[Recorded information]
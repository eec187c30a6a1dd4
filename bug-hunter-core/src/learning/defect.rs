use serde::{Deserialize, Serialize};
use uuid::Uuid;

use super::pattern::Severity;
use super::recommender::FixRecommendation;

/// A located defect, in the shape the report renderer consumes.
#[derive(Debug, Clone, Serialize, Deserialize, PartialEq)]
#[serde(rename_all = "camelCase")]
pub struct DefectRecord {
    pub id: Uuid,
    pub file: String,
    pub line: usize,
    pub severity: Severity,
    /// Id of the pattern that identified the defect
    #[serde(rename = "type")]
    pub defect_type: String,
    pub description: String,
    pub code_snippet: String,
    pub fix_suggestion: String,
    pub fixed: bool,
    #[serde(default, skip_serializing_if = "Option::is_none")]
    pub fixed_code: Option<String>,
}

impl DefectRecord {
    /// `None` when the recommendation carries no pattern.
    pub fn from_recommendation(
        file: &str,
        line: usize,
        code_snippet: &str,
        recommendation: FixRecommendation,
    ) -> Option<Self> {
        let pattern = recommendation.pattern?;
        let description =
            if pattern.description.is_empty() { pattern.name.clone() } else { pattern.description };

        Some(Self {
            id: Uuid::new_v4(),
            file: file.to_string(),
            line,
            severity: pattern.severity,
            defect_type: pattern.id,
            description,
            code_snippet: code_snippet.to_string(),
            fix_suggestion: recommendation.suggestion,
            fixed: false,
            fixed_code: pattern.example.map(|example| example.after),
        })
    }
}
[/Recorded information]
[Recorded information]
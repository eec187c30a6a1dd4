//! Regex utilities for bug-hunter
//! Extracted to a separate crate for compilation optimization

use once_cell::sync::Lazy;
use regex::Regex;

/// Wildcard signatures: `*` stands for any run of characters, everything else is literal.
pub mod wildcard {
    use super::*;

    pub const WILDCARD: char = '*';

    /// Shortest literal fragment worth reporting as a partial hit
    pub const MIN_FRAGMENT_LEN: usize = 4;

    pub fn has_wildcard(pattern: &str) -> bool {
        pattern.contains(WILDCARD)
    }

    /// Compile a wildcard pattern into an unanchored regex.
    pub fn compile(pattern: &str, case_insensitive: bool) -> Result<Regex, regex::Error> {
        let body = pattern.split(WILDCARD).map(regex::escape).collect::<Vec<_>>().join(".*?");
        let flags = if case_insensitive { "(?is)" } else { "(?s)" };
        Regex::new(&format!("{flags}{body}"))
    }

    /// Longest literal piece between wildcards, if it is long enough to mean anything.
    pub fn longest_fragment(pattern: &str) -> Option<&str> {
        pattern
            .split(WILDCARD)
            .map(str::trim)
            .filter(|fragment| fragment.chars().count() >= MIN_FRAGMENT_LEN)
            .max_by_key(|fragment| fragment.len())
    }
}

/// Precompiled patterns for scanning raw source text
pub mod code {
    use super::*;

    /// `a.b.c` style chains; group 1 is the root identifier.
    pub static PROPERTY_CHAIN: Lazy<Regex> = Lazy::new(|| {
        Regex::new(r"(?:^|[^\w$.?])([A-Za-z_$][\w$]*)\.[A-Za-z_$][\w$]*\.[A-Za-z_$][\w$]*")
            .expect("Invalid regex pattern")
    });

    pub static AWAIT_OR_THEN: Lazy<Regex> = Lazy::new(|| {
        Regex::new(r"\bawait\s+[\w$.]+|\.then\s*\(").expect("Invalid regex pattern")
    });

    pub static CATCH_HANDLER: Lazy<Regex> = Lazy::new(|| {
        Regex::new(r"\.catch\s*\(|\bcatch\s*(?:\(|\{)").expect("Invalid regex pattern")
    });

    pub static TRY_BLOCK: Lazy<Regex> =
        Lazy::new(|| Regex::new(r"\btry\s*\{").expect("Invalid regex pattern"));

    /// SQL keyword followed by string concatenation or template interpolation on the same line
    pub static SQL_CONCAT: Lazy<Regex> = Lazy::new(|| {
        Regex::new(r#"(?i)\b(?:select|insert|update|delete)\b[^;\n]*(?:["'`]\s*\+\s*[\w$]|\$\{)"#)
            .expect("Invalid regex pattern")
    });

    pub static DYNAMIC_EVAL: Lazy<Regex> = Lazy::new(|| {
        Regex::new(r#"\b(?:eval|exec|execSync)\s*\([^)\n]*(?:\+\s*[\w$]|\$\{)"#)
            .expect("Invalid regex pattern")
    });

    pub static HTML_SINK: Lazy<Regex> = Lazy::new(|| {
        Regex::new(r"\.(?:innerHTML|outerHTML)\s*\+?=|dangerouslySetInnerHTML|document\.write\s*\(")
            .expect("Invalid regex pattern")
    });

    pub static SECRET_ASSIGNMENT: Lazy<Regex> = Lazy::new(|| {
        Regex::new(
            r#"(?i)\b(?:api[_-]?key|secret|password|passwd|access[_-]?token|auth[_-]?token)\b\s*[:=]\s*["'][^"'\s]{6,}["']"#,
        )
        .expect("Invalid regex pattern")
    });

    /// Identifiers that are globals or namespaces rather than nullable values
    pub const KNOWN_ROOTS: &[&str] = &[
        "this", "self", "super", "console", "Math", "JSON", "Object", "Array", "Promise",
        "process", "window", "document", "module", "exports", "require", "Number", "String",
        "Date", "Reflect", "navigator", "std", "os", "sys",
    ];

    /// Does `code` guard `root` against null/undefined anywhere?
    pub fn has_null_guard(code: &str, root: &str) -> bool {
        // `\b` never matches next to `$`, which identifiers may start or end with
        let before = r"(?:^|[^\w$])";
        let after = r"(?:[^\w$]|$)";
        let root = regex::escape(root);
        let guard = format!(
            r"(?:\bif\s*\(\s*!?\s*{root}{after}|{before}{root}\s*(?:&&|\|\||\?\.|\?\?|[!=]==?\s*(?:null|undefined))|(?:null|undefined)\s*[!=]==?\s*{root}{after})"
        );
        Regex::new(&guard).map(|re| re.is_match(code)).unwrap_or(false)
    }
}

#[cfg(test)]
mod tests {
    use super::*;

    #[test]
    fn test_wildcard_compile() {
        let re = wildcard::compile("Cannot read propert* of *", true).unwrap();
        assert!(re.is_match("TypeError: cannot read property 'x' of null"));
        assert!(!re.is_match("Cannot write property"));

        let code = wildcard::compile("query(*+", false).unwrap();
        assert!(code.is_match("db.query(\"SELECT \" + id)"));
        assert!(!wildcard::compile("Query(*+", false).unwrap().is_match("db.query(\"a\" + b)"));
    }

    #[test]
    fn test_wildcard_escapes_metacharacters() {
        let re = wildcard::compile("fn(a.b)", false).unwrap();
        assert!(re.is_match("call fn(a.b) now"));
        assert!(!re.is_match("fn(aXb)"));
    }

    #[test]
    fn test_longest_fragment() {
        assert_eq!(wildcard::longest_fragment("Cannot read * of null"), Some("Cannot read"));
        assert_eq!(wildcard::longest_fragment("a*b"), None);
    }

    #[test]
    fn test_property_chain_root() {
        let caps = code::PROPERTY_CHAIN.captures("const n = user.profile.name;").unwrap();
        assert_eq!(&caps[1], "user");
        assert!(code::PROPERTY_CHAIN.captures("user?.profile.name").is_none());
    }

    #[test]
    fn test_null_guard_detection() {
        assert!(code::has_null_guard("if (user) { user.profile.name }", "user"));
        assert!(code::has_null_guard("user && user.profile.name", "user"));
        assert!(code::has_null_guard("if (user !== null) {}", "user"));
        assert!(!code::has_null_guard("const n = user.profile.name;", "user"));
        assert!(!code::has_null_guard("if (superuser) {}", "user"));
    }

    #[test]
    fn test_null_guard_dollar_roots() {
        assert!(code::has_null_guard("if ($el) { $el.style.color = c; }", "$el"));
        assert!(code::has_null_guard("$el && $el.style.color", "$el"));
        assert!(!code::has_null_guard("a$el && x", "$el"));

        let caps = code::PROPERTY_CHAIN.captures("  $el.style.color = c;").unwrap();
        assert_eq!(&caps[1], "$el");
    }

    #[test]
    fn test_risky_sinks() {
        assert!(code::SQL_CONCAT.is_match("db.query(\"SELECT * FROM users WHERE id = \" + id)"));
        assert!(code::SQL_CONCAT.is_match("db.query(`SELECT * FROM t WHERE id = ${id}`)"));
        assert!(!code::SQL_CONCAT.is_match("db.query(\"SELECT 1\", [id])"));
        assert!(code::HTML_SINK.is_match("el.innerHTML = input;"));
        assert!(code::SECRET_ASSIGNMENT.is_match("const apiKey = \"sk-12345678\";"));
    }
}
[/Recorded information]
Where a line above holds the string "color", show that line.

__Task result__
        assert!(code::has_null_guard("if ($el) { $el.style.color = c; }", "$el"));
        assert!(code::has_null_guard("$el && $el.style.color", "$el"));
        let caps = code::PROPERTY_CHAIN.captures("  $el.style.color = c;").unwrap();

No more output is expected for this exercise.